ASSIGNMENT
Print nothing but the lines below starting at the line that holds "repository 4df375d72681aa50" and ending at the line that holds "pub use types::*;", including both, each exactly as written.

++++ PROVIDED DATA ++++

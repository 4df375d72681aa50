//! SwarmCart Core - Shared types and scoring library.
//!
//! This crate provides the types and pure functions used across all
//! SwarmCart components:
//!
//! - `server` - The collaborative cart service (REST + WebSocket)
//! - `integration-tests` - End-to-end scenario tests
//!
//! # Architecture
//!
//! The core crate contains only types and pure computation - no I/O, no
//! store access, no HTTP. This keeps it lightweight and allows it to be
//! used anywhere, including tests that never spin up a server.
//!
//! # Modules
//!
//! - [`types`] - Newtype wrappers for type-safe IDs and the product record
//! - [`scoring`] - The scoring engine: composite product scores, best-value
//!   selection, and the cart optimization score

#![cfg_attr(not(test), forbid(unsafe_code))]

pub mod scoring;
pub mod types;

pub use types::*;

++++
++++ PROVIDED DATA ++++

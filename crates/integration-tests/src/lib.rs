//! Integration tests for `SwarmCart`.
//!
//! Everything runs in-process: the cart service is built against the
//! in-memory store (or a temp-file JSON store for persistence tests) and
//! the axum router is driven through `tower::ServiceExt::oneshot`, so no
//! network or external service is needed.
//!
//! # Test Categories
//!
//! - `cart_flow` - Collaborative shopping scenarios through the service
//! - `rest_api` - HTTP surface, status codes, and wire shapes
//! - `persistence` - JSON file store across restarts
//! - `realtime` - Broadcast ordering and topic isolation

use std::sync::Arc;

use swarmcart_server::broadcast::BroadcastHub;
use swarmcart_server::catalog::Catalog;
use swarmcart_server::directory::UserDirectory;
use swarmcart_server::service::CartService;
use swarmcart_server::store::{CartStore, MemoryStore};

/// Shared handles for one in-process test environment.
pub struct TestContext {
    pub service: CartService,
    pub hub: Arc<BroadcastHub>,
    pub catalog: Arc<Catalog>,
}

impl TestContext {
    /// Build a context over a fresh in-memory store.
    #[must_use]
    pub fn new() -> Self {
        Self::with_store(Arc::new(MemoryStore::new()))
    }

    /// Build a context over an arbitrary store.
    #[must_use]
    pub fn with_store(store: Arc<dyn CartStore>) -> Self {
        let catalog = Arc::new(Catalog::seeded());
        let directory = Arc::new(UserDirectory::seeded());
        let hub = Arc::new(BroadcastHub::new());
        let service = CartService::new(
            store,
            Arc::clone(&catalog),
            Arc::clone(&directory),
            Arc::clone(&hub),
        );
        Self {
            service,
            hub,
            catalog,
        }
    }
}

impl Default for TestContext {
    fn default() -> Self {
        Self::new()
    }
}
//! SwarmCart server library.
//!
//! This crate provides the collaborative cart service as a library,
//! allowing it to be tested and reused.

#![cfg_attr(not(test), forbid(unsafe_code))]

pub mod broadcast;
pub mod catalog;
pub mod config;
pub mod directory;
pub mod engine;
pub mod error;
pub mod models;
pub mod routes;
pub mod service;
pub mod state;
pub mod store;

++++

RESPONSE TO THE EXERCISE
repository 4df375d72681aa50
//! SwarmCart Core - Shared types and scoring library.
//!
//! This crate provides the types and pure functions used across all
//! SwarmCart components:
//!
//! - `server` - The collaborative cart service (REST + WebSocket)
//! - `integration-tests` - End-to-end scenario tests
//!
//! # Architecture
//!
//! The core crate contains only types and pure computation - no I/O, no
//! store access, no HTTP. This keeps it lightweight and allows it to be
//! used anywhere, including tests that never spin up a server.
//!
//! # Modules
//!
//! - [`types`] - Newtype wrappers for type-safe IDs and the product record
//! - [`scoring`] - The scoring engine: composite product scores, best-value
//!   selection, and the cart optimization score

#![cfg_attr(not(test), forbid(unsafe_code))]

pub mod scoring;
pub mod types;

pub use types::*;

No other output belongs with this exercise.